*** Material provided Section Begins ***

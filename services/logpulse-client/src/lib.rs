// services/logpulse-client/src/lib.rs
//
// LogPulse client - Library exports
//

pub mod api;
pub mod client;
pub mod dashboard;
pub mod export;
pub mod fixture;
pub mod http;
pub mod logs;
pub mod session;
pub mod state;

pub use api::{ApiClient, ApiResponse, RawResponse, RequestOptions, Transport};
pub use client::LogPulseClient;
pub use dashboard::{DashboardSnapshot, FieldFailure};
pub use export::{export_csv, export_filename, ExportColumns};
pub use fixture::FixtureTransport;
pub use http::HttpTransport;
pub use session::Session;
pub use state::{filter_entries, reduce, Action, ViewState};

*** Material provided Section Ends ***

• _Exercise brief_
Find "state" in the data above. Report each line where it appears.

• _The completed task_
pub mod state;
pub use state::{filter_entries, reduce, Action, ViewState};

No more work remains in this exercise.